Task objective »
Here the job is to restate every entry word for word.

Material to process »
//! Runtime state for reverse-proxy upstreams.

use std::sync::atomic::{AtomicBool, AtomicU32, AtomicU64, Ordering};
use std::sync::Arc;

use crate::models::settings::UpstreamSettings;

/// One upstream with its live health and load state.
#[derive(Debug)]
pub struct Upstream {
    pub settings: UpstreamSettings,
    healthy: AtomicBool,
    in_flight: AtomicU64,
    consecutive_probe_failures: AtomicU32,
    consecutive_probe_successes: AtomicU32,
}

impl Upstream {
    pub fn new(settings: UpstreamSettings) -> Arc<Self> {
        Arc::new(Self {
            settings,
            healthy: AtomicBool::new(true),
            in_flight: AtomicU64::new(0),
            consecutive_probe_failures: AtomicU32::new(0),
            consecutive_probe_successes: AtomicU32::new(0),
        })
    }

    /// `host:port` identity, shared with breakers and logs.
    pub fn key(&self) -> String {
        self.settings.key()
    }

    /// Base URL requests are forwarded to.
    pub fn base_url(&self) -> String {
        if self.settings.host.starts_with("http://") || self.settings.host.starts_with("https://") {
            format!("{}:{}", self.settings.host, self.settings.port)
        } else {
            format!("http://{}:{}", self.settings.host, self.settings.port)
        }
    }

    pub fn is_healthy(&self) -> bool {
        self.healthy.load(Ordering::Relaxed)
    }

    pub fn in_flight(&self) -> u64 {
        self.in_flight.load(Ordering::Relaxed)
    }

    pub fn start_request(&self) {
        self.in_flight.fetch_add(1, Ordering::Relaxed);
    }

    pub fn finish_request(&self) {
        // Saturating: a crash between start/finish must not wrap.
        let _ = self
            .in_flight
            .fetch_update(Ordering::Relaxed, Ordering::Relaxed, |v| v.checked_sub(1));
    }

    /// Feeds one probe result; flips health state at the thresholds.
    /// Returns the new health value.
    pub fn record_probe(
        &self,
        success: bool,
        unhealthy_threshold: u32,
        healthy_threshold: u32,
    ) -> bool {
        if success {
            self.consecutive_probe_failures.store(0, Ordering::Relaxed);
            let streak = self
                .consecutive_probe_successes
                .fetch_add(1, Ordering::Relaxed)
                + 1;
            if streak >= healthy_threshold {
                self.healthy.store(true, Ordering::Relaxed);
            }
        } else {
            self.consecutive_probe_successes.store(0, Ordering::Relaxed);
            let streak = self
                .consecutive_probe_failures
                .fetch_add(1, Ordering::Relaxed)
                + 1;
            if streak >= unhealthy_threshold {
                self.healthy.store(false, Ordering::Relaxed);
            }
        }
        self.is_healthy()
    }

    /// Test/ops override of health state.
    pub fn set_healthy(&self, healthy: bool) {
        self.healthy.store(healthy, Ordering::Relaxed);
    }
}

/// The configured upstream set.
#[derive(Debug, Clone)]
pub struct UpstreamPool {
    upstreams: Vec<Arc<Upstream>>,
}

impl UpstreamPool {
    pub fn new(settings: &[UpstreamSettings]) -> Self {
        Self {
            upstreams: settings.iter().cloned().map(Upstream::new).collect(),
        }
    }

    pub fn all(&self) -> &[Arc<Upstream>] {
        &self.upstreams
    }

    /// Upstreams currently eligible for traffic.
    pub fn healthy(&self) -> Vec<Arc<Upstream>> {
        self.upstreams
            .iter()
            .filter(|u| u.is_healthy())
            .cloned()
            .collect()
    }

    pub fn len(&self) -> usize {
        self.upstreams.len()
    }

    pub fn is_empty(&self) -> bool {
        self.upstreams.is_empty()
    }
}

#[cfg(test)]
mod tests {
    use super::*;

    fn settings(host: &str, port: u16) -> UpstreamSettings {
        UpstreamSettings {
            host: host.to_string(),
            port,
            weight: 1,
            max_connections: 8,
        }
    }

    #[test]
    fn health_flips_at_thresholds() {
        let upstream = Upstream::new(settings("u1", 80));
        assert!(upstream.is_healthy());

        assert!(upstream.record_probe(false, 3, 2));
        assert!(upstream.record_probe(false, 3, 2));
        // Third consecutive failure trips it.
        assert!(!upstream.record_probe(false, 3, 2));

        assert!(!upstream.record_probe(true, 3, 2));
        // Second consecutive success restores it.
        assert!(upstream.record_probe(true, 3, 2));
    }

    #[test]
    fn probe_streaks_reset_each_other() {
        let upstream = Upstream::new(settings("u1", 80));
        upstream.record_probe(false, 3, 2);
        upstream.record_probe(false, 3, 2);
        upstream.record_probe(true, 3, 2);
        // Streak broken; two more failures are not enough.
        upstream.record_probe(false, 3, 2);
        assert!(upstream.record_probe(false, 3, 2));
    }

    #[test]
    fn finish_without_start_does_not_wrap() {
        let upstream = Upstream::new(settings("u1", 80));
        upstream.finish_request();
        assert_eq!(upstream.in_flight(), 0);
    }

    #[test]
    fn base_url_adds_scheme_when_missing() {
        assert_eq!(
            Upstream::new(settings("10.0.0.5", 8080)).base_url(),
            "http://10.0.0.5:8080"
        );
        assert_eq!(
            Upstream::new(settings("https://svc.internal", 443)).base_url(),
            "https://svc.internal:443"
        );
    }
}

Result of the exercise »
//! Runtime state for reverse-proxy upstreams.

use std::sync::atomic::{AtomicBool, AtomicU32, AtomicU64, Ordering};
use std::sync::Arc;

use crate::models::settings::UpstreamSettings;

/// One upstream with its live health and load state.
#[derive(Debug)]
pub struct Upstream {
    pub settings: UpstreamSettings,
    healthy: AtomicBool,
    in_flight: AtomicU64,
    consecutive_probe_failures: AtomicU32,
    consecutive_probe_successes: AtomicU32,
}

impl Upstream {
    pub fn new(settings: UpstreamSettings) -> Arc<Self> {
        Arc::new(Self {
            settings,
            healthy: AtomicBool::new(true),
            in_flight: AtomicU64::new(0),
            consecutive_probe_failures: AtomicU32::new(0),
            consecutive_probe_successes: AtomicU32::new(0),
        })
    }

    /// `host:port` identity, shared with breakers and logs.
    pub fn key(&self) -> String {
        self.settings.key()
    }

    /// Base URL requests are forwarded to.
    pub fn base_url(&self) -> String {
        if self.settings.host.starts_with("http://") || self.settings.host.starts_with("https://") {
            format!("{}:{}", self.settings.host, self.settings.port)
        } else {
            format!("http://{}:{}", self.settings.host, self.settings.port)
        }
    }

    pub fn is_healthy(&self) -> bool {
        self.healthy.load(Ordering::Relaxed)
    }

    pub fn in_flight(&self) -> u64 {
        self.in_flight.load(Ordering::Relaxed)
    }

    pub fn start_request(&self) {
        self.in_flight.fetch_add(1, Ordering::Relaxed);
    }

    pub fn finish_request(&self) {
        // Saturating: a crash between start/finish must not wrap.
        let _ = self
            .in_flight
            .fetch_update(Ordering::Relaxed, Ordering::Relaxed, |v| v.checked_sub(1));
    }

    /// Feeds one probe result; flips health state at the thresholds.
    /// Returns the new health value.
    pub fn record_probe(
        &self,
        success: bool,
        unhealthy_threshold: u32,
        healthy_threshold: u32,
    ) -> bool {
        if success {
            self.consecutive_probe_failures.store(0, Ordering::Relaxed);
            let streak = self
                .consecutive_probe_successes
                .fetch_add(1, Ordering::Relaxed)
                + 1;
            if streak >= healthy_threshold {
                self.healthy.store(true, Ordering::Relaxed);
            }
        } else {
            self.consecutive_probe_successes.store(0, Ordering::Relaxed);
            let streak = self
                .consecutive_probe_failures
                .fetch_add(1, Ordering::Relaxed)
                + 1;
            if streak >= unhealthy_threshold {
                self.healthy.store(false, Ordering::Relaxed);
            }
        }
        self.is_healthy()
    }

    /// Test/ops override of health state.
    pub fn set_healthy(&self, healthy: bool) {
        self.healthy.store(healthy, Ordering::Relaxed);
    }
}

/// The configured upstream set.
#[derive(Debug, Clone)]
pub struct UpstreamPool {
    upstreams: Vec<Arc<Upstream>>,
}

impl UpstreamPool {
    pub fn new(settings: &[UpstreamSettings]) -> Self {
        Self {
            upstreams: settings.iter().cloned().map(Upstream::new).collect(),
        }
    }

    pub fn all(&self) -> &[Arc<Upstream>] {
        &self.upstreams
    }

    /// Upstreams currently eligible for traffic.
    pub fn healthy(&self) -> Vec<Arc<Upstream>> {
        self.upstreams
            .iter()
            .filter(|u| u.is_healthy())
            .cloned()
            .collect()
    }

    pub fn len(&self) -> usize {
        self.upstreams.len()
    }

    pub fn is_empty(&self) -> bool {
        self.upstreams.is_empty()
    }
}

#[cfg(test)]
mod tests {
    use super::*;

    fn settings(host: &str, port: u16) -> UpstreamSettings {
        UpstreamSettings {
            host: host.to_string(),
            port,
            weight: 1,
            max_connections: 8,
        }
    }

    #[test]
    fn health_flips_at_thresholds() {
        let upstream = Upstream::new(settings("u1", 80));
        assert!(upstream.is_healthy());

        assert!(upstream.record_probe(false, 3, 2));
        assert!(upstream.record_probe(false, 3, 2));
        // Third consecutive failure trips it.
        assert!(!upstream.record_probe(false, 3, 2));

        assert!(!upstream.record_probe(true, 3, 2));
        // Second consecutive success restores it.
        assert!(upstream.record_probe(true, 3, 2));
    }

    #[test]
    fn probe_streaks_reset_each_other() {
        let upstream = Upstream::new(settings("u1", 80));
        upstream.record_probe(false, 3, 2);
        upstream.record_probe(false, 3, 2);
        upstream.record_probe(true, 3, 2);
        // Streak broken; two more failures are not enough.
        upstream.record_probe(false, 3, 2);
        assert!(upstream.record_probe(false, 3, 2));
    }

    #[test]
    fn finish_without_start_does_not_wrap() {
        let upstream = Upstream::new(settings("u1", 80));
        upstream.finish_request();
        assert_eq!(upstream.in_flight(), 0);
    }

    #[test]
    fn base_url_adds_scheme_when_missing() {
        assert_eq!(
            Upstream::new(settings("10.0.0.5", 8080)).base_url(),
            "http://10.0.0.5:8080"
        );
        assert_eq!(
            Upstream::new(settings("https://svc.internal", 443)).base_url(),
            "https://svc.internal:443"
        );
    }
}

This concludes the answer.